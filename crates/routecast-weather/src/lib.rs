//! Weather for Routecast
//!
//! Provides point forecasts via the Open-Meteo API, a resilient
//! `WeatherService` (timeout, retry, backoff) and the `DataManager`
//! forecast cache that coalesces concurrent lookups.

pub mod cache;
pub mod provider;
pub mod retry;
pub mod service;
pub mod types;

pub use cache::{CacheEntry, CacheKey, CacheSettings, CacheStats, DataManager, Quantizer};
pub use provider::{ForecastSource, OpenMeteoSource};
pub use retry::RetryConfig;
pub use service::WeatherService;
pub use types::*;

Exercise objective
Print exactly, and only, the lines running from the one that contains "pub mod provider;" to the last line of the records above.

Task solution
pub mod provider;
pub mod retry;
pub mod service;
pub mod types;

pub use cache::{CacheEntry, CacheKey, CacheSettings, CacheStats, DataManager, Quantizer};
pub use provider::{ForecastSource, OpenMeteoSource};
pub use retry::RetryConfig;
pub use service::WeatherService;
pub use types::*;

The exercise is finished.